Personal information
- Full name: Sosthenes Khakali Idah
- Date of birth: 24 December 1994 (age 30)
- Height: 1.88 m (6 ft 2 in)
- Position(s): Defender

Senior career*
- Years: Team / Apps / (Gls)
- 2013: Bandari / 0 / (0)
- 2014: KCB / 6 / (1)
- 2016: Bidco United
- 2017: Thika United / 32 / (1)
- 2018: Kakamega Homeboyz / 16 / (0)
- 2019-2021: Bandari
- 2021: Coastal Union
- 2021: Tanzania Polisi F.C.
- 2023: Nairobi City Stars / 15 / (0)
- 2023: Clube Ferroviário de Lichinga / 0 / (0)

= Sosthenes Idah =

Kenyan footballer (born 1994)

Sosthenes Khakali Idah is a Kenyan defender currently formerly of Kenyan Premier League side Nairobi City Stars, and now in the ranks of Mozambican side Clube Ferroviário de Lichinga.

==Career==
Idah has turned out for several Kenyan Premier League clubs including Bandari in 2013 and 2019, KCB in 2014, Bidco United in 2016, Thika United in 2017, and Kakamega Homeboyz in 2018.

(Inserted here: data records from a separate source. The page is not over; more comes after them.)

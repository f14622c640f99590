//! Transport abstraction.
//!
//! A transport is a single duplex, message-framed connection. It is created
//! by a [`Connector`] and reports its lifecycle through the
//! [`TransportEvents`] handle it is given at construction. For any one
//! transport the expected order is open, then zero or more messages, then
//! close; an error may be reported shortly before the close.

use std::fmt;
use std::sync::Weak;

use serde::{Deserialize, Serialize};
use url::Url;

use crate::error::TransportError;

/// Normal closure.
pub const CLOSE_NORMAL: u16 = 1000;
/// Connection dropped without a close frame.
pub const CLOSE_ABNORMAL: u16 = 1006;

/// Details of a transport close.
#[derive(Debug, Clone, PartialEq, Eq, Serialize, Deserialize)]
#[serde(rename_all = "camelCase")]
pub struct CloseInfo {
    /// Close code.
    pub code: u16,
    /// Close reason, possibly empty.
    pub reason: String,
    /// Whether the closing handshake completed.
    pub was_clean: bool,
}

impl CloseInfo {
    /// A close initiated by this side with a normal closure code.
    #[must_use]
    pub fn normal(reason: impl Into<String>) -> Self {
        Self {
            code: CLOSE_NORMAL,
            reason: reason.into(),
            was_clean: true,
        }
    }

    /// A connection that dropped without a closing handshake.
    #[must_use]
    pub fn abnormal() -> Self {
        Self {
            code: CLOSE_ABNORMAL,
            reason: String::new(),
            was_clean: false,
        }
    }
}

/// A live connection handle.
pub trait Transport: Send {
    /// Queue a text frame for delivery.
    fn send(&mut self, text: &str) -> Result<(), TransportError>;

    /// Close the connection. Must not block.
    fn close(&mut self, code: u16, reason: &str);
}

/// Factory for transports.
pub trait Connector: Send + Sync {
    /// Construct a transport targeting `url`.
    ///
    /// Construction must not block; opening happens in the background and is
    /// reported through `events`. Events must not be emitted from inside this
    /// call. An `Err` means no transport exists and no events will follow.
    ///
    /// Events may be emitted from any thread. Handlers see them in the order
    /// the receiver accepted them, interleaved with events caused by API
    /// calls; an emit may return before its handlers have run.
    fn open(
        &self,
        url: &Url,
        events: TransportEvents,
    ) -> Result<Box<dyn Transport>, TransportError>;
}

/// Raw transport notification.
#[derive(Debug, Clone, PartialEq, Eq)]
pub enum TransportEvent {
    /// Connection opened.
    Open,
    /// Text frame received.
    Message(String),
    /// Connection closed.
    Close(CloseInfo),
    /// Transport-level error; a close follows.
    Error(TransportError),
}

/// Receiver side of [`TransportEvents`].
pub trait TransportEventSink: Send + Sync {
    /// Handle an event from the transport identified by `generation`.
    fn on_transport_event(&self, generation: u64, event: TransportEvent);
}

/// Callback handle a transport uses to report its lifecycle.
///
/// Every handle is tagged with the generation of the connection it belongs
/// to, so the receiver can drop events from superseded transports. The
/// receiver is held weakly; once it is gone, events are discarded.
#[derive(Clone)]
pub struct TransportEvents {
    generation: u64,
    sink: Weak<dyn TransportEventSink>,
}

impl TransportEvents {
    /// Create a handle reporting to `sink` for connection `generation`.
    #[must_use]
    pub const fn new(generation: u64, sink: Weak<dyn TransportEventSink>) -> Self {
        Self { generation, sink }
    }

    /// Generation this handle reports for.
    #[must_use]
    pub const fn generation(&self) -> u64 {
        self.generation
    }

    /// Report that the connection opened.
    pub fn opened(&self) {
        self.emit(TransportEvent::Open);
    }

    /// Report an inbound text frame.
    pub fn message(&self, text: impl Into<String>) {
        self.emit(TransportEvent::Message(text.into()));
    }

    /// Report that the connection closed.
    pub fn closed(&self, info: CloseInfo) {
        self.emit(TransportEvent::Close(info));
    }

    /// Report a transport error.
    pub fn error(&self, err: TransportError) {
        self.emit(TransportEvent::Error(err));
    }

    fn emit(&self, event: TransportEvent) {
        if let Some(sink) = self.sink.upgrade() {
            sink.on_transport_event(self.generation, event);
        }
    }
}

impl fmt::Debug for TransportEvents {
    fn fmt(&self, f: &mut fmt::Formatter<'_>) -> fmt::Result {
        f.debug_struct("TransportEvents")
            .field("generation", &self.generation)
            .finish_non_exhaustive()
    }
}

He has also featured for Tanzanian sides Coastal Union and Tanzania Polisi F.C. before returning to Kenya to join Nairobi City Stars in 2023 for the 2023-24 season.

He joined Mozambican side Clube Ferroviário de Lichinga in February 2025 on a short deal.

==International career==
Idah was part of the Kenya U23 side, and on a few occasions made the provincial list for the Kenya national football team.